== What is needed ==
Select the lines of the records containing the word "await" and list them.

== Material shown ==
▬▬▬▬▬▬

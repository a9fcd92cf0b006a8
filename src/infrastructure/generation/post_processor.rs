//! Formatter post-processor for written Python artifacts

use async_trait::async_trait;
use std::path::{Path, PathBuf};
use std::sync::Arc;

use crate::generation::{Artifact, GenerationContext, GenerationError, PostProcessor};
use crate::infrastructure::shell::{CommandExecutor, ProcessCommandExecutor};

/// An external formatter invocation; file names are appended to `args`
#[derive(Debug, Clone, PartialEq, Eq)]
pub struct Formatter {
    pub program: String,
    pub args: Vec<String>,
}

impl Formatter {
    pub fn new(program: &str, args: &[&str]) -> Self {
        Self {
            program: program.to_string(),
            args: args.iter().map(|arg| arg.to_string()).collect(),
        }
    }

    /// `black` followed by `isort` in black-compatible mode
    pub fn python_defaults() -> Vec<Formatter> {
        vec![
            Formatter::new("black", &["--quiet"]),
            Formatter::new("isort", &["--profile", "black", "--quiet"]),
        ]
    }
}

/// Runs formatters over the written `.py` files and reloads their content.
///
/// Formatter failures are logged and never abort the run.
pub struct FormatterPostProcessor {
    executor: Arc<dyn CommandExecutor>,
    formatters: Vec<Formatter>,
}

impl FormatterPostProcessor {
    pub fn new(executor: Arc<dyn CommandExecutor>, formatters: Vec<Formatter>) -> Self {
        Self {
            executor,
            formatters,
        }
    }

    async fn run(&self, formatter: &Formatter, working_dir: &Path, files: &[String]) {
        let mut args = formatter.args.clone();
        args.extend(files.iter().cloned());

        tracing::info!(program = %formatter.program, files = files.len(), "Running formatter");
        match self
            .executor
            .execute(&formatter.program, &args, working_dir)
            .await
        {
            Ok(result) if result.is_success() => {
                tracing::debug!(program = %formatter.program, "Formatter completed");
                if !result.stdout.trim().is_empty() {
                    tracing::debug!(
                        program = %formatter.program,
                        output = %result.stdout.trim(),
                        "Formatter output"
                    );
                }
            }
            Ok(result) => {
                tracing::warn!(
                    program = %formatter.program,
                    exit_code = result.exit_code,
                    stderr = %result.stderr.trim(),
                    "Formatter failed, keeping unformatted output"
                );
            }
            Err(e) => {
                tracing::warn!(
                    program = %formatter.program,
                    error = %e,
                    "Formatter unavailable, keeping unformatted output"
                );
            }
        }
    }
}

impl Default for FormatterPostProcessor {
    fn default() -> Self {
        Self::new(
            Arc::new(ProcessCommandExecutor::new()),
            Formatter::python_defaults(),
        )
    }
}

fn is_python(path: &Path) -> bool {
    path.extension().and_then(|ext| ext.to_str()) == Some("py")
}

#[async_trait]
impl PostProcessor for FormatterPostProcessor {
    async fn process(
        &self,
        mut artifacts: Vec<Artifact>,
        context: &GenerationContext,
    ) -> Result<Vec<Artifact>, GenerationError> {
        if !context.format {
            return Ok(artifacts);
        }

        let targets: Vec<&Artifact> = artifacts
            .iter()
            .filter(|artifact| is_python(&artifact.path) && !artifact.content.trim().is_empty())
            .collect();
        let Some(working_dir) = targets
            .first()
            .and_then(|artifact| artifact.path.parent())
            .map(PathBuf::from)
        else {
            return Ok(artifacts);
        };
        let files: Vec<String> = targets
            .iter()
            .filter_map(|artifact| artifact.path.file_name())
            .map(|name| name.to_string_lossy().into_owned())
            .collect();

        for formatter in &self.formatters {
            self.run(formatter, &working_dir, &files).await;
        }

        for artifact in artifacts.iter_mut().filter(|artifact| is_python(&artifact.path)) {
            match tokio::fs::read_to_string(&artifact.path).await {
                Ok(content) => artifact.content = content,
                Err(e) => tracing::warn!(
                    path = %artifact.path.display(),
                    error = %e,
                    "Could not reload formatted artifact"
                ),
            }
        }

        Ok(artifacts)
    }
}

▬▬▬▬▬▬

== The answer ==
            .await
            self.run(formatter, &working_dir, &files).await;
            match tokio::fs::read_to_string(&artifact.path).await {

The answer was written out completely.